Las tradiciones de los Estados en política exterior, configuradas por sus condicionamientos geopolíticos, sobreviven las transformaciones ideológicas que implican las grandes convulsiones revolucionarias. Desde que a finales del siglo XV el principado de Moscú rompe sus vínculos de dependencia feudal respecto al dominante poder mongol, la Horda de Oro, la política exterior de Rusia viene definida por una palabra: expansión, expansión en todas direcciones.

No cambia con las dinastías ni en el paso de la autocracia zarista al totalitarismo soviético. Desde 1552, con la toma de Kazán, último bastión mongol, hasta 1917, Rusia crece a razón de una media de 100 mil kilómetros cuadrados por año.

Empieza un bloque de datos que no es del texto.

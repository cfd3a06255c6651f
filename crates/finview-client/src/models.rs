//! Wire models for the finance API
//!
//! Field names follow the server's JSON representation. Monetary
//! amounts arrive as decimal strings and map to `rust_decimal`.

use chrono::{DateTime, NaiveDate, Utc};
use rust_decimal::Decimal;
use serde::{Deserialize, Serialize};

/// Server-side record identifier
pub type RecordId = i64;

// ==================== List Envelope ====================

/// Paginated list envelope returned by every collection endpoint
#[derive(Debug, Clone, Serialize, Deserialize)]
pub struct Paginated<T> {
    /// Total number of matching records
    pub count: u64,
    /// Absolute URL of the next page, if any
    pub next: Option<String>,
    /// Absolute URL of the previous page, if any
    pub previous: Option<String>,
    /// Records of the current page
    pub results: Vec<T>,
}

/// One page of the combined transaction list
pub type TransactionPage = Paginated<Transaction>;

// ==================== Records ====================

/// Whether a transaction is money earned or money spent
#[derive(Debug, Clone, Copy, PartialEq, Eq, Serialize, Deserialize)]
#[serde(rename_all = "lowercase")]
pub enum TransactionType {
    Income,
    Expense,
}

impl std::str::FromStr for TransactionType {
    type Err = String;
    fn from_str(s: &str) -> Result<Self, Self::Err> {
        match s.to_lowercase().as_str() {
            "income" => Ok(TransactionType::Income),
            "expense" => Ok(TransactionType::Expense),
            _ => Err(format!("Invalid transaction type: {}", s)),
        }
    }
}

impl std::fmt::Display for TransactionType {
    fn fmt(&self, f: &mut std::fmt::Formatter<'_>) -> std::fmt::Result {
        match self {
            TransactionType::Income => write!(f, "income"),
            TransactionType::Expense => write!(f, "expense"),
        }
    }
}

/// One income or expense record from the combined transaction endpoint
#[derive(Debug, Clone, Serialize, Deserialize)]
pub struct Transaction {
    pub id: RecordId,
    /// When the transaction happened
    pub date: DateTime<Utc>,
    pub amount: Decimal,
    /// Currency record id
    pub currency: RecordId,
    /// Account record id
    pub account: RecordId,
    pub description: Option<String>,
    /// Category record id
    pub category: RecordId,
    pub transaction_type: TransactionType,
}

/// Currency reference record
#[derive(Debug, Clone, Serialize, Deserialize)]
pub struct Currency {
    pub id: RecordId,
    pub code: String,
    pub name: String,
    pub symbol: String,
}

/// Account type reference record
#[derive(Debug, Clone, Serialize, Deserialize)]
pub struct AccountType {
    pub id: RecordId,
    pub name: String,
}

/// Bank reference record
#[derive(Debug, Clone, Serialize, Deserialize)]
pub struct Bank {
    pub id: RecordId,
    pub name: String,
    pub country: String,
}

/// User account holding money
#[derive(Debug, Clone, Serialize, Deserialize)]
pub struct Account {
    pub id: RecordId,
    pub name: String,
    pub account_type: RecordId,
    pub bank: RecordId,
    pub currency: RecordId,
    pub balance: Decimal,
    pub owner: RecordId,
}

/// Income or expense category
#[derive(Debug, Clone, Serialize, Deserialize)]
pub struct Category {
    pub id: RecordId,
    pub name: String,
    pub description: Option<String>,
}

/// Per-category budget line
#[derive(Debug, Clone, Serialize, Deserialize)]
pub struct BudgetCategory {
    pub id: RecordId,
    pub category: RecordId,
    pub amount: Decimal,
    pub spent: Decimal,
}

/// Budget with server-computed spending totals
#[derive(Debug, Clone, Serialize, Deserialize)]
pub struct Budget {
    pub id: RecordId,
    pub name: String,
    pub total_amount: Decimal,
    pub start_date: NaiveDate,
    pub end_date: NaiveDate,
    pub total_spent: Decimal,
    #[serde(default)]
    pub budget_categories: Vec<BudgetCategory>,
}

/// The authenticated user
#[derive(Debug, Clone, Serialize, Deserialize)]
pub struct User {
    pub id: RecordId,
    pub username: String,
    pub email: String,
    #[serde(default)]
    pub locale: Option<String>,
    #[serde(default)]
    pub accounts: Vec<Account>,
}

/// One point of an account balance history series
#[derive(Debug, Clone, Serialize, Deserialize)]
pub struct BalancePoint {
    pub id: RecordId,
    pub account: RecordId,
    pub date: NaiveDate,
    pub balance: Decimal,
}

// ==================== Write Payloads ====================

/// Fields for creating or updating a currency
#[derive(Debug, Clone, Serialize)]
pub struct CurrencyPayload {
    pub code: String,
    pub name: String,
    pub symbol: String,
}

/// Fields for creating or updating an account type
#[derive(Debug, Clone, Serialize)]
pub struct AccountTypePayload {
    pub name: String,
}

/// Fields for creating or updating a bank
#[derive(Debug, Clone, Serialize)]
pub struct BankPayload {
    pub name: String,
    pub country: String,
}

/// Fields for creating or updating an account
#[derive(Debug, Clone, Serialize)]
pub struct AccountPayload {
    pub name: String,
    pub account_type: RecordId,
    pub bank: RecordId,
    pub currency: RecordId,
    pub balance: Decimal,
}

/// Fields for creating or updating a category
#[derive(Debug, Clone, Serialize)]
pub struct CategoryPayload {
    pub name: String,
    pub description: Option<String>,
}

/// Fields for creating or updating a budget
#[derive(Debug, Clone, Serialize)]
pub struct BudgetPayload {
    pub name: String,
    pub total_amount: Decimal,
    pub start_date: NaiveDate,
    pub end_date: NaiveDate,
}

// ==================== Tests ====================

#[cfg(test)]
mod tests {
    use super::*;

    #[test]
    fn test_parse_paginated_transactions() {
        let body = r#"{
            "count": 42,
            "next": "http://localhost:8000/api/v1/transactions/transactions/?limit=15&offset=15",
            "previous": null,
            "results": [
                {
                    "id": 7,
                    "date": "2024-06-15T10:30:00Z",
                    "amount": "199.99",
                    "currency": 1,
                    "account": 3,
                    "description": "Groceries",
                    "category": 5,
                    "transaction_type": "expense"
                }
            ]
        }"#;
        let page: TransactionPage = serde_json::from_str(body).unwrap();
        assert_eq!(page.count, 42);
        assert!(page.next.is_some());
        assert!(page.previous.is_none());
        assert_eq!(page.results.len(), 1);

        let tx = &page.results[0];
        assert_eq!(tx.id, 7);
        assert_eq!(tx.amount, Decimal::new(19999, 2));
        assert_eq!(tx.transaction_type, TransactionType::Expense);
        assert_eq!(tx.description.as_deref(), Some("Groceries"));
    }

    #[test]
    fn test_parse_transaction_null_description() {
        let body = r#"{
            "id": 1,
            "date": "2024-01-01T00:00:00Z",
            "amount": "10.00",
            "currency": 1,
            "account": 1,
            "description": null,
            "category": 2,
            "transaction_type": "income"
        }"#;
        let tx: Transaction = serde_json::from_str(body).unwrap();
        assert!(tx.description.is_none());
        assert_eq!(tx.transaction_type, TransactionType::Income);
    }

    #[test]
    fn test_transaction_type_round_trip() {
        assert_eq!("income".parse::<TransactionType>(), Ok(TransactionType::Income));
        assert_eq!("Expense".parse::<TransactionType>(), Ok(TransactionType::Expense));
        assert!("transfer".parse::<TransactionType>().is_err());
        assert_eq!(TransactionType::Income.to_string(), "income");
    }

    #[test]
    fn test_parse_budget() {
        let body = r#"{
            "id": 2,
            "name": "Summer",
            "total_amount": "1500.00",
            "start_date": "2024-06-01",
            "end_date": "2024-08-31",
            "total_spent": "320.50",
            "budget_categories": [
                {"id": 9, "category": 5, "amount": "500.00", "spent": "120.00"}
            ]
        }"#;
        let budget: Budget = serde_json::from_str(body).unwrap();
        assert_eq!(budget.name, "Summer");
        assert_eq!(budget.total_spent, Decimal::new(32050, 2));
        assert_eq!(budget.budget_categories.len(), 1);
    }

    #[test]
    fn test_parse_user_without_accounts() {
        let body = r#"{"id": 1, "username": "sam", "email": "sam@example.org"}"#;
        let user: User = serde_json::from_str(body).unwrap();
        assert!(user.accounts.is_empty());
        assert!(user.locale.is_none());
    }
}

Lenin, para consolidar su revolución, tuvo que firmar una paz por separado con Alemania, Brest-Litovsk, en la que hubo de ceder territorios en su frontera occidental. Stalin se dedicó a recuperarlos y ampliarlos.

El desmembramiento de la Unión Soviética supuso una nueva retracción de fronteras. Putin asume ahora la tarea de tratar de recobrar lo que pueda, neutralizar lo que no pueda y retornar a la posición de gran potencia en la escena internacional. Todo ello en un contexto en el que la intangibilidad de las fronteras es un punto nuclear del orden internacional y, desde luego, europeo.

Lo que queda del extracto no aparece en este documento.